§ **Prompt**
In full and without changes, output the data.

§ **Extracted material**
= Beginning of Section =

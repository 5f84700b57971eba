//! Availability guard for stored objects.
//!
//! Every restore and every probe checks the object's [`StorageStatus`]
//! before touching its bytes. An object outside its availability window
//! (not yet available, or expired) is refused with
//! [`AritegError::IllegalStatus`] naming the attempted operation.

use std::fmt;

use ariteg_types::{now_millis, AritegLink, StorageStatus};

use crate::error::{AritegError, AritegResult};

/// Operation a status check guards.
#[derive(Clone, Copy, Debug, PartialEq, Eq, Hash)]
pub enum Operation {
    Probe,
    Restore,
}

impl fmt::Display for Operation {
    fn fmt(&self, f: &mut fmt::Formatter<'_>) -> fmt::Result {
        f.write_str(match self {
            Operation::Probe => "probe",
            Operation::Restore => "restore",
        })
    }
}

/// Check `status` against the clock at `now` (UNIX millis).
pub fn check_at(
    operation: Operation,
    link: &AritegLink,
    status: StorageStatus,
    now: i64,
) -> AritegResult<()> {
    if status.is_readable_at(now) {
        Ok(())
    } else {
        Err(AritegError::IllegalStatus {
            operation,
            link: link.clone(),
            status,
        })
    }
}

/// Check `status` against the current wall clock.
pub fn check(operation: Operation, link: &AritegLink, status: StorageStatus) -> AritegResult<()> {
    check_at(operation, link, status, now_millis())
}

= End of Section =

§ **Solution to the problem**
repository 5f84700b57971eba
//! Availability guard for stored objects.
//!
//! Every restore and every probe checks the object's [`StorageStatus`]
//! before touching its bytes. An object outside its availability window
//! (not yet available, or expired) is refused with
//! [`AritegError::IllegalStatus`] naming the attempted operation.

use std::fmt;

use ariteg_types::{now_millis, AritegLink, StorageStatus};

use crate::error::{AritegError, AritegResult};

/// Operation a status check guards.
#[derive(Clone, Copy, Debug, PartialEq, Eq, Hash)]
pub enum Operation {
    Probe,
    Restore,
}

impl fmt::Display for Operation {
    fn fmt(&self, f: &mut fmt::Formatter<'_>) -> fmt::Result {
        f.write_str(match self {
            Operation::Probe => "probe",
            Operation::Restore => "restore",
        })
    }
}

/// Check `status` against the clock at `now` (UNIX millis).
pub fn check_at(
    operation: Operation,
    link: &AritegLink,
    status: StorageStatus,
    now: i64,
) -> AritegResult<()> {
    if status.is_readable_at(now) {
        Ok(())
    } else {
        Err(AritegError::IllegalStatus {
            operation,
            link: link.clone(),
            status,
        })
    }
}

/// Check `status` against the current wall clock.
pub fn check(operation: Operation, link: &AritegLink, status: StorageStatus) -> AritegResult<()> {
    check_at(operation, link, status, now_millis())
}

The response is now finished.